• **EXERCISE DESCRIPTION**
A word-for-word copy of the whole listing is required.
+++
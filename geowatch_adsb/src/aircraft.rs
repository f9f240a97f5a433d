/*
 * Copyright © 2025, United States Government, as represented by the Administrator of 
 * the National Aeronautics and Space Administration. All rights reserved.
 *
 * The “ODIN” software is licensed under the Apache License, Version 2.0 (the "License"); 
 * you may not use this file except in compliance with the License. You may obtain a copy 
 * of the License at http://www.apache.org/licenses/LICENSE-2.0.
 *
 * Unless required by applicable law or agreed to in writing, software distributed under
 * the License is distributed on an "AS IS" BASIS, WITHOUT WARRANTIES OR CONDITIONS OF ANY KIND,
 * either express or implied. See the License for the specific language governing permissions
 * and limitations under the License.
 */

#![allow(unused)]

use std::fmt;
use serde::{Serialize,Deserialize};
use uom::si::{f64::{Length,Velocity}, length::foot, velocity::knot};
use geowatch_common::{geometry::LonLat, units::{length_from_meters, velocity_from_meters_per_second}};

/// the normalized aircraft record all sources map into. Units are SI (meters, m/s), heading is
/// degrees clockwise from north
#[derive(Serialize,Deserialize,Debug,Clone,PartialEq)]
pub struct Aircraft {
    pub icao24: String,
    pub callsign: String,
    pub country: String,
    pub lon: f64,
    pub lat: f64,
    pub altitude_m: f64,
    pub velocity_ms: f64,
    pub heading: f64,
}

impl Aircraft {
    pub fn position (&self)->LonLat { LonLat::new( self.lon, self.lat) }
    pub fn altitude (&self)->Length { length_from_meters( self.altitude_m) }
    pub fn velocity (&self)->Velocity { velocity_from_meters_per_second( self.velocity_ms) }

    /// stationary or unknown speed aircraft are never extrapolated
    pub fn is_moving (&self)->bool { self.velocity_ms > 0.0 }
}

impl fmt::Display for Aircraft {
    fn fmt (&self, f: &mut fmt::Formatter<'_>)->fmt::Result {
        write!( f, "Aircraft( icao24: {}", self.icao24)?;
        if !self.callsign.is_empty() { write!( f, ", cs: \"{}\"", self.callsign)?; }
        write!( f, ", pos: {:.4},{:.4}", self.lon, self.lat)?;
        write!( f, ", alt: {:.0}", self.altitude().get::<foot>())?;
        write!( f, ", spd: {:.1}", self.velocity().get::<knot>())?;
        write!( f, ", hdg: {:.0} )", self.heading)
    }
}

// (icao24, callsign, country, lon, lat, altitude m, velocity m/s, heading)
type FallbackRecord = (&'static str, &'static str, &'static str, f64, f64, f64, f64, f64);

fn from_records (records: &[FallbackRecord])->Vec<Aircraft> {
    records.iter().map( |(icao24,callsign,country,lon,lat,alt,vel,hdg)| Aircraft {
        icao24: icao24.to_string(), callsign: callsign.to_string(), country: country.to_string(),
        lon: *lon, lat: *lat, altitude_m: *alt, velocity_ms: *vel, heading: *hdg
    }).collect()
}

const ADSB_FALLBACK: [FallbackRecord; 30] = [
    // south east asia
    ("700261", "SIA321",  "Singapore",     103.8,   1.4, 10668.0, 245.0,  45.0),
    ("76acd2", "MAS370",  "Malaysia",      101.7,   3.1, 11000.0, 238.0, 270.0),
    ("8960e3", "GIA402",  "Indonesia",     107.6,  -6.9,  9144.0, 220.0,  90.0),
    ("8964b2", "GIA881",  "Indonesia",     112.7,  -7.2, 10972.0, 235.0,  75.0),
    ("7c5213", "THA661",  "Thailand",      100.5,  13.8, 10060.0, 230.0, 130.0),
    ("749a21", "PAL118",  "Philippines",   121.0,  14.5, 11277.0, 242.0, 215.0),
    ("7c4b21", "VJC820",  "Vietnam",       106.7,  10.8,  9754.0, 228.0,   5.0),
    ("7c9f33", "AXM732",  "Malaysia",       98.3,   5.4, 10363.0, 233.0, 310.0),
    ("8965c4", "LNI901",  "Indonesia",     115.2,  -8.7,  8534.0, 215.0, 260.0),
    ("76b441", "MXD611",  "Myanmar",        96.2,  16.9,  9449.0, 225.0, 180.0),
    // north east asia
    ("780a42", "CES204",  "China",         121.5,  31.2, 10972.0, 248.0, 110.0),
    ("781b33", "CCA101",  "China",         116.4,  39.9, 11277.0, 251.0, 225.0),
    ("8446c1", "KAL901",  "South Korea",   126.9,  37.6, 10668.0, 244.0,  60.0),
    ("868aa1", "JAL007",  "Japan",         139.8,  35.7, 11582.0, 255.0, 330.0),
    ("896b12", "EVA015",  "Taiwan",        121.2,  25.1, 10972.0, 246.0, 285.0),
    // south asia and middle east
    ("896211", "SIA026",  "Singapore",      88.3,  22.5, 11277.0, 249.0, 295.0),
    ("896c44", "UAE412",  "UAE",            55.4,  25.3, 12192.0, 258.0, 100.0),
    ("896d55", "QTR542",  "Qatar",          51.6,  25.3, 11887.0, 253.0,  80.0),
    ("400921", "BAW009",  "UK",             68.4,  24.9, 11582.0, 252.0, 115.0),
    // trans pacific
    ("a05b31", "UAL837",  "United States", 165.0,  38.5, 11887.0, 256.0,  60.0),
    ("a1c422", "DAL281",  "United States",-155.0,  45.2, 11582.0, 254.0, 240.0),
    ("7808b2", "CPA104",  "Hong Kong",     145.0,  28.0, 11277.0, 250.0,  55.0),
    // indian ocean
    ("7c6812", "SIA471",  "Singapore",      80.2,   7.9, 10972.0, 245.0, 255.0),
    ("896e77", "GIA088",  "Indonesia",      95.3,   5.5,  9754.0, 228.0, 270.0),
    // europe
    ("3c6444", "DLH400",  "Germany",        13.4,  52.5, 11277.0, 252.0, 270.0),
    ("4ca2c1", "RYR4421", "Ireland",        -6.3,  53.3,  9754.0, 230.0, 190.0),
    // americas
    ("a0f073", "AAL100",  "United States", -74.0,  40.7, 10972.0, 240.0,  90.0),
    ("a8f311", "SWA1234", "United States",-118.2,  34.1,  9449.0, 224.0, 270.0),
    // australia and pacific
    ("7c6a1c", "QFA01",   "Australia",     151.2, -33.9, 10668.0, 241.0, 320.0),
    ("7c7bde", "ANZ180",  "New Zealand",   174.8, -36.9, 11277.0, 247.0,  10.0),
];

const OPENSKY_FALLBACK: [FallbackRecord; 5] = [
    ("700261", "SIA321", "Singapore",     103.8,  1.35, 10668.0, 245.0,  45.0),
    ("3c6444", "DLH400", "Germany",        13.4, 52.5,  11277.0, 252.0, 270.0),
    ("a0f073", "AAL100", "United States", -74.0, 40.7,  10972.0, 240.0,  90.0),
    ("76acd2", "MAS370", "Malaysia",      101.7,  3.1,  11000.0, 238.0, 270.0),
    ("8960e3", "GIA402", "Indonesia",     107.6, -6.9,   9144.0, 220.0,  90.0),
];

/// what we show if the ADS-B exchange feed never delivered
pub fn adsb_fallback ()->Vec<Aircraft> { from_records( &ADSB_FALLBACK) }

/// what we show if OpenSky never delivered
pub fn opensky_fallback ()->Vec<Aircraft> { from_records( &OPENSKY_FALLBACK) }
+++
• **ANSWER BELOW**
filename geowatch_adsb/src/aircraft.rs
repository f9f240a97f5a433d
/*
 * Copyright © 2025, United States Government, as represented by the Administrator of 
 * the National Aeronautics and Space Administration. All rights reserved.
 *
 * The “ODIN” software is licensed under the Apache License, Version 2.0 (the "License"); 
 * you may not use this file except in compliance with the License. You may obtain a copy 
 * of the License at http://www.apache.org/licenses/LICENSE-2.0.
 *
 * Unless required by applicable law or agreed to in writing, software distributed under
 * the License is distributed on an "AS IS" BASIS, WITHOUT WARRANTIES OR CONDITIONS OF ANY KIND,
 * either express or implied. See the License for the specific language governing permissions
 * and limitations under the License.
 */

#![allow(unused)]

use std::fmt;
use serde::{Serialize,Deserialize};
use uom::si::{f64::{Length,Velocity}, length::foot, velocity::knot};
use geowatch_common::{geometry::LonLat, units::{length_from_meters, velocity_from_meters_per_second}};

/// the normalized aircraft record all sources map into. Units are SI (meters, m/s), heading is
/// degrees clockwise from north
#[derive(Serialize,Deserialize,Debug,Clone,PartialEq)]
pub struct Aircraft {
    pub icao24: String,
    pub callsign: String,
    pub country: String,
    pub lon: f64,
    pub lat: f64,
    pub altitude_m: f64,
    pub velocity_ms: f64,
    pub heading: f64,
}

impl Aircraft {
    pub fn position (&self)->LonLat { LonLat::new( self.lon, self.lat) }
    pub fn altitude (&self)->Length { length_from_meters( self.altitude_m) }
    pub fn velocity (&self)->Velocity { velocity_from_meters_per_second( self.velocity_ms) }

    /// stationary or unknown speed aircraft are never extrapolated
    pub fn is_moving (&self)->bool { self.velocity_ms > 0.0 }
}

impl fmt::Display for Aircraft {
    fn fmt (&self, f: &mut fmt::Formatter<'_>)->fmt::Result {
        write!( f, "Aircraft( icao24: {}", self.icao24)?;
        if !self.callsign.is_empty() { write!( f, ", cs: \"{}\"", self.callsign)?; }
        write!( f, ", pos: {:.4},{:.4}", self.lon, self.lat)?;
        write!( f, ", alt: {:.0}", self.altitude().get::<foot>())?;
        write!( f, ", spd: {:.1}", self.velocity().get::<knot>())?;
        write!( f, ", hdg: {:.0} )", self.heading)
    }
}

// (icao24, callsign, country, lon, lat, altitude m, velocity m/s, heading)
type FallbackRecord = (&'static str, &'static str, &'static str, f64, f64, f64, f64, f64);

fn from_records (records: &[FallbackRecord])->Vec<Aircraft> {
    records.iter().map( |(icao24,callsign,country,lon,lat,alt,vel,hdg)| Aircraft {
        icao24: icao24.to_string(), callsign: callsign.to_string(), country: country.to_string(),
        lon: *lon, lat: *lat, altitude_m: *alt, velocity_ms: *vel, heading: *hdg
    }).collect()
}

const ADSB_FALLBACK: [FallbackRecord; 30] = [
    // south east asia
    ("700261", "SIA321",  "Singapore",     103.8,   1.4, 10668.0, 245.0,  45.0),
    ("76acd2", "MAS370",  "Malaysia",      101.7,   3.1, 11000.0, 238.0, 270.0),
    ("8960e3", "GIA402",  "Indonesia",     107.6,  -6.9,  9144.0, 220.0,  90.0),
    ("8964b2", "GIA881",  "Indonesia",     112.7,  -7.2, 10972.0, 235.0,  75.0),
    ("7c5213", "THA661",  "Thailand",      100.5,  13.8, 10060.0, 230.0, 130.0),
    ("749a21", "PAL118",  "Philippines",   121.0,  14.5, 11277.0, 242.0, 215.0),
    ("7c4b21", "VJC820",  "Vietnam",       106.7,  10.8,  9754.0, 228.0,   5.0),
    ("7c9f33", "AXM732",  "Malaysia",       98.3,   5.4, 10363.0, 233.0, 310.0),
    ("8965c4", "LNI901",  "Indonesia",     115.2,  -8.7,  8534.0, 215.0, 260.0),
    ("76b441", "MXD611",  "Myanmar",        96.2,  16.9,  9449.0, 225.0, 180.0),
    // north east asia
    ("780a42", "CES204",  "China",         121.5,  31.2, 10972.0, 248.0, 110.0),
    ("781b33", "CCA101",  "China",         116.4,  39.9, 11277.0, 251.0, 225.0),
    ("8446c1", "KAL901",  "South Korea",   126.9,  37.6, 10668.0, 244.0,  60.0),
    ("868aa1", "JAL007",  "Japan",         139.8,  35.7, 11582.0, 255.0, 330.0),
    ("896b12", "EVA015",  "Taiwan",        121.2,  25.1, 10972.0, 246.0, 285.0),
    // south asia and middle east
    ("896211", "SIA026",  "Singapore",      88.3,  22.5, 11277.0, 249.0, 295.0),
    ("896c44", "UAE412",  "UAE",            55.4,  25.3, 12192.0, 258.0, 100.0),
    ("896d55", "QTR542",  "Qatar",          51.6,  25.3, 11887.0, 253.0,  80.0),
    ("400921", "BAW009",  "UK",             68.4,  24.9, 11582.0, 252.0, 115.0),
    // trans pacific
    ("a05b31", "UAL837",  "United States", 165.0,  38.5, 11887.0, 256.0,  60.0),
    ("a1c422", "DAL281",  "United States",-155.0,  45.2, 11582.0, 254.0, 240.0),
    ("7808b2", "CPA104",  "Hong Kong",     145.0,  28.0, 11277.0, 250.0,  55.0),
    // indian ocean
    ("7c6812", "SIA471",  "Singapore",      80.2,   7.9, 10972.0, 245.0, 255.0),
    ("896e77", "GIA088",  "Indonesia",      95.3,   5.5,  9754.0, 228.0, 270.0),
    // europe
    ("3c6444", "DLH400",  "Germany",        13.4,  52.5, 11277.0, 252.0, 270.0),
    ("4ca2c1", "RYR4421", "Ireland",        -6.3,  53.3,  9754.0, 230.0, 190.0),
    // americas
    ("a0f073", "AAL100",  "United States", -74.0,  40.7, 10972.0, 240.0,  90.0),
    ("a8f311", "SWA1234", "United States",-118.2,  34.1,  9449.0, 224.0, 270.0),
    // australia and pacific
    ("7c6a1c", "QFA01",   "Australia",     151.2, -33.9, 10668.0, 241.0, 320.0),
    ("7c7bde", "ANZ180",  "New Zealand",   174.8, -36.9, 11277.0, 247.0,  10.0),
];

const OPENSKY_FALLBACK: [FallbackRecord; 5] = [
    ("700261", "SIA321", "Singapore",     103.8,  1.35, 10668.0, 245.0,  45.0),
    ("3c6444", "DLH400", "Germany",        13.4, 52.5,  11277.0, 252.0, 270.0),
    ("a0f073", "AAL100", "United States", -74.0, 40.7,  10972.0, 240.0,  90.0),
    ("76acd2", "MAS370", "Malaysia",      101.7,  3.1,  11000.0, 238.0, 270.0),
    ("8960e3", "GIA402", "Indonesia",     107.6, -6.9,   9144.0, 220.0,  90.0),
];

/// what we show if the ADS-B exchange feed never delivered
pub fn adsb_fallback ()->Vec<Aircraft> { from_records( &ADSB_FALLBACK) }

/// what we show if OpenSky never delivered
pub fn opensky_fallback ()->Vec<Aircraft> { from_records( &OPENSKY_FALLBACK) }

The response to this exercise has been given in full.